◆ Data section

use thiserror::Error;

use crate::message::MessageKind;
use crate::saga::{Association, SagaStatus};
use crate::workflow::EngineError;

/// Error type for orchestration operations.
#[derive(Debug, Error)]
pub enum SagaError {
    /// The workflow asked for a message type no factory produces.
    #[error("no message factory registered for type `{type_name}`")]
    NoFactory { type_name: String },

    /// A response type was requested for a message that is not a query.
    #[error("`{type_name}` is not a registered query factory")]
    NotAQuery { type_name: String },

    /// A query response arrived that no handler accepts.
    #[error("no response handler registered for `{response_type}`")]
    NoResponseHandler { response_type: String },

    /// The callback category does not match the factory category.
    #[error("`{type_name}` is registered as {actual:?} but was requested as {expected:?}")]
    KindMismatch {
        type_name: String,
        expected: MessageKind,
        actual: MessageKind,
    },

    /// Encoding or decoding a message payload failed.
    #[error("codec failed for `{message_type}`: {reason}")]
    Codec {
        message_type: String,
        reason: String,
    },

    /// No saga instance is associated with the key.
    #[error("no saga associated with {0}")]
    UnknownAssociation(Association),

    /// No saga instance with the id exists.
    #[error("saga {0} not found")]
    UnknownSaga(String),

    /// The instance is not in a state that accepts the message.
    #[error("saga {saga_id} is {status:?}")]
    NotRunning { saga_id: String, status: SagaStatus },

    /// A start event reached a saga that is already started. The event was
    /// not applied.
    #[error("saga {saga_id} is already started; `{event_type}` not applied")]
    AlreadyStarted {
        saga_id: String,
        event_type: String,
    },

    /// An event that cannot start a saga was used to create one.
    #[error("`{event_type}` cannot start a saga")]
    NotAStartEvent { event_type: String },

    /// A second workflow instance was attached to a saga.
    #[error("saga {saga_id} is already attached to workflow instance {workflow_instance_id}")]
    WorkflowAlreadyAttached {
        saga_id: String,
        workflow_instance_id: String,
    },

    /// The workflow engine refused a non-retried operation.
    #[error("workflow engine error: {0}")]
    Engine(#[from] EngineError),

    /// A bounded signal retry ran out of attempts.
    #[error("signal to execution point `{execution_point_id}` abandoned after {attempts} attempts: {source}")]
    SignalAbandoned {
        execution_point_id: String,
        attempts: usize,
        #[source]
        source: EngineError,
    },

    /// The instance worker thread is gone.
    #[error("saga instance {0} has stopped")]
    InstanceStopped(String),

    /// Spawning an instance worker thread failed.
    #[error("failed to spawn saga instance thread: {0}")]
    Spawn(#[from] std::io::Error),

    #[error("lock poisoned during {0}")]
    LockPoisoned(&'static str),

    #[error("configuration error: {0}")]
    Config(#[from] ::config::ConfigError),
}

impl SagaError {
    /// Routing and configuration errors: the workflow definition and the
    /// saga registrations disagree, so retrying cannot succeed.
    pub fn is_fatal(&self) -> bool {
        matches!(
            self,
            SagaError::NoFactory { .. }
                | SagaError::NotAQuery { .. }
                | SagaError::NoResponseHandler { .. }
                | SagaError::KindMismatch { .. }
        )
    }

    /// Map this error to an HTTP-style status code.
    pub fn status_code(&self) -> u16 {
        match self {
            SagaError::UnknownAssociation(_) | SagaError::UnknownSaga(_) => 404,
            SagaError::NotRunning { .. }
            | SagaError::AlreadyStarted { .. }
            | SagaError::WorkflowAlreadyAttached { .. } => 409,
            SagaError::NotAStartEvent { .. } | SagaError::Codec { .. } => 400,
            e if e.is_fatal() => 422,
            SagaError::Engine(_) | SagaError::SignalAbandoned { .. } => 502,
            _ => 500,
        }
    }
}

◆ Work to be completed
Your reply needs to reproduce all of the listing exactly.

◆ Answer space
use thiserror::Error;

use crate::message::MessageKind;
use crate::saga::{Association, SagaStatus};
use crate::workflow::EngineError;

/// Error type for orchestration operations.
#[derive(Debug, Error)]
pub enum SagaError {
    /// The workflow asked for a message type no factory produces.
    #[error("no message factory registered for type `{type_name}`")]
    NoFactory { type_name: String },

    /// A response type was requested for a message that is not a query.
    #[error("`{type_name}` is not a registered query factory")]
    NotAQuery { type_name: String },

    /// A query response arrived that no handler accepts.
    #[error("no response handler registered for `{response_type}`")]
    NoResponseHandler { response_type: String },

    /// The callback category does not match the factory category.
    #[error("`{type_name}` is registered as {actual:?} but was requested as {expected:?}")]
    KindMismatch {
        type_name: String,
        expected: MessageKind,
        actual: MessageKind,
    },

    /// Encoding or decoding a message payload failed.
    #[error("codec failed for `{message_type}`: {reason}")]
    Codec {
        message_type: String,
        reason: String,
    },

    /// No saga instance is associated with the key.
    #[error("no saga associated with {0}")]
    UnknownAssociation(Association),

    /// No saga instance with the id exists.
    #[error("saga {0} not found")]
    UnknownSaga(String),

    /// The instance is not in a state that accepts the message.
    #[error("saga {saga_id} is {status:?}")]
    NotRunning { saga_id: String, status: SagaStatus },

    /// A start event reached a saga that is already started. The event was
    /// not applied.
    #[error("saga {saga_id} is already started; `{event_type}` not applied")]
    AlreadyStarted {
        saga_id: String,
        event_type: String,
    },

    /// An event that cannot start a saga was used to create one.
    #[error("`{event_type}` cannot start a saga")]
    NotAStartEvent { event_type: String },

    /// A second workflow instance was attached to a saga.
    #[error("saga {saga_id} is already attached to workflow instance {workflow_instance_id}")]
    WorkflowAlreadyAttached {
        saga_id: String,
        workflow_instance_id: String,
    },

    /// The workflow engine refused a non-retried operation.
    #[error("workflow engine error: {0}")]
    Engine(#[from] EngineError),

    /// A bounded signal retry ran out of attempts.
    #[error("signal to execution point `{execution_point_id}` abandoned after {attempts} attempts: {source}")]
    SignalAbandoned {
        execution_point_id: String,
        attempts: usize,
        #[source]
        source: EngineError,
    },

    /// The instance worker thread is gone.
    #[error("saga instance {0} has stopped")]
    InstanceStopped(String),

    /// Spawning an instance worker thread failed.
    #[error("failed to spawn saga instance thread: {0}")]
    Spawn(#[from] std::io::Error),

    #[error("lock poisoned during {0}")]
    LockPoisoned(&'static str),

    #[error("configuration error: {0}")]
    Config(#[from] ::config::ConfigError),
}

impl SagaError {
    /// Routing and configuration errors: the workflow definition and the
    /// saga registrations disagree, so retrying cannot succeed.
    pub fn is_fatal(&self) -> bool {
        matches!(
            self,
            SagaError::NoFactory { .. }
                | SagaError::NotAQuery { .. }
                | SagaError::NoResponseHandler { .. }
                | SagaError::KindMismatch { .. }
        )
    }

    /// Map this error to an HTTP-style status code.
    pub fn status_code(&self) -> u16 {
        match self {
            SagaError::UnknownAssociation(_) | SagaError::UnknownSaga(_) => 404,
            SagaError::NotRunning { .. }
            | SagaError::AlreadyStarted { .. }
            | SagaError::WorkflowAlreadyAttached { .. } => 409,
            SagaError::NotAStartEvent { .. } | SagaError::Codec { .. } => 400,
            e if e.is_fatal() => 422,
            SagaError::Engine(_) | SagaError::SignalAbandoned { .. } => 502,
            _ => 500,
        }
    }
}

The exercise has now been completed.